Online GNN Evaluation Under Test-time Graph Distribution Shifts
Zheng, Xin, Song, Dongjin, Wen, Qingsong, Du, Bo, Pan, Shirui
Evaluating the performance of a well-trained GNN model on real-world graphs is a pivotal step for reliable GNN online deployment and serving. Due to a lack of test node labels and unknown potential training-test graph data distribution shifts, conventional model evaluation encounters limitations in calculating performance metrics (e.g., test error) and measuring graph data-level discrepancies, particularly when the training graph used for developing GNNs remains unobserved during test time. In this paper, we study a new research problem, online GNN evaluation, which aims to provide valuable insights into the well-trained GNNs's ability to effectively generalize to real-world unlabeled graphs under the test-time graph distribution shifts.

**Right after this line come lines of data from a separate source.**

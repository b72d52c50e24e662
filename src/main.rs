//! tubetalk - YouTube metadata, AI summaries, and Q&A from the terminal
//!
//! Entry point for the tubetalk CLI application.

use anyhow::Result;
use clap::Parser;
use tracing_subscriber::{layer::SubscriberExt, util::SubscriberInitExt, EnvFilter};

use tubetalk::cli::{Cli, Commands};
use tubetalk::config::Settings;

#[tokio::main]
async fn main() -> Result<()> {
    // Parse CLI arguments
    let cli = Cli::parse();

    // Initialize logging
    let default_filter = if cli.verbose { "debug" } else { "info" };
    tracing_subscriber::registry()
        .with(EnvFilter::try_from_default_env().unwrap_or_else(|_| EnvFilter::new(default_filter)))
        .with(
            tracing_subscriber::fmt::layer()
                .with_target(false)
                .with_writer(std::io::stderr),
        )
        .init();

    match cli.command {
        Commands::Completions { shell } => {
            tubetalk::cli::completions::print(shell);
        }
        command => {
            // Load configuration only for runtime commands.
            let settings = Settings::load()?;

            // Execute command
            match command {
                Commands::Info { url, json } => {
                    tubetalk::cli::commands::show_info(&url, json).await?;
                }
                Commands::Summarize { url, api_key } => {
                    tubetalk::cli::commands::summarize_video(&settings, &url, api_key).await?;
                }
                Commands::Ask {
                    url,
                    question,
                    api_key,
                } => {
                    tubetalk::cli::commands::ask_about_video(&settings, &url, &question, api_key)
                        .await?;
                }
                Commands::Config(config_cmd) => {
                    tubetalk::cli::commands::config_command(&settings, config_cmd)?;
                }
                Commands::Completions { .. } => unreachable!(),
            }
        }
    }

    Ok(())
}
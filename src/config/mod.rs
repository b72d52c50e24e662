//! Configuration module for tubetalk
//!
//! Handles loading and managing application settings from TOML files.

mod settings;

pub use settings::Settings;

Concretely, we develop an effective learning behavior discrepancy score, dubbed LeBeD, to estimate the test-time generalization errors of well-trained GNN models. Through a novel GNN re-training strategy with a parameter-free optimality criterion, the proposed LeBeD comprehensively integrates learning behavior discrepancies from both node prediction and structure reconstruction perspectives. This enables the effective evaluation of the well-trained GNNs' ability to capture test node semantics and structural representations, making it an expressive metric for estimating the generalization error in online GNN evaluation. Extensive experiments on real-world test graphs under diverse graph distribution shifts could verify the effectiveness of the proposed method, revealing its strong correlation with ground-truth test errors on various well-trained GNN models.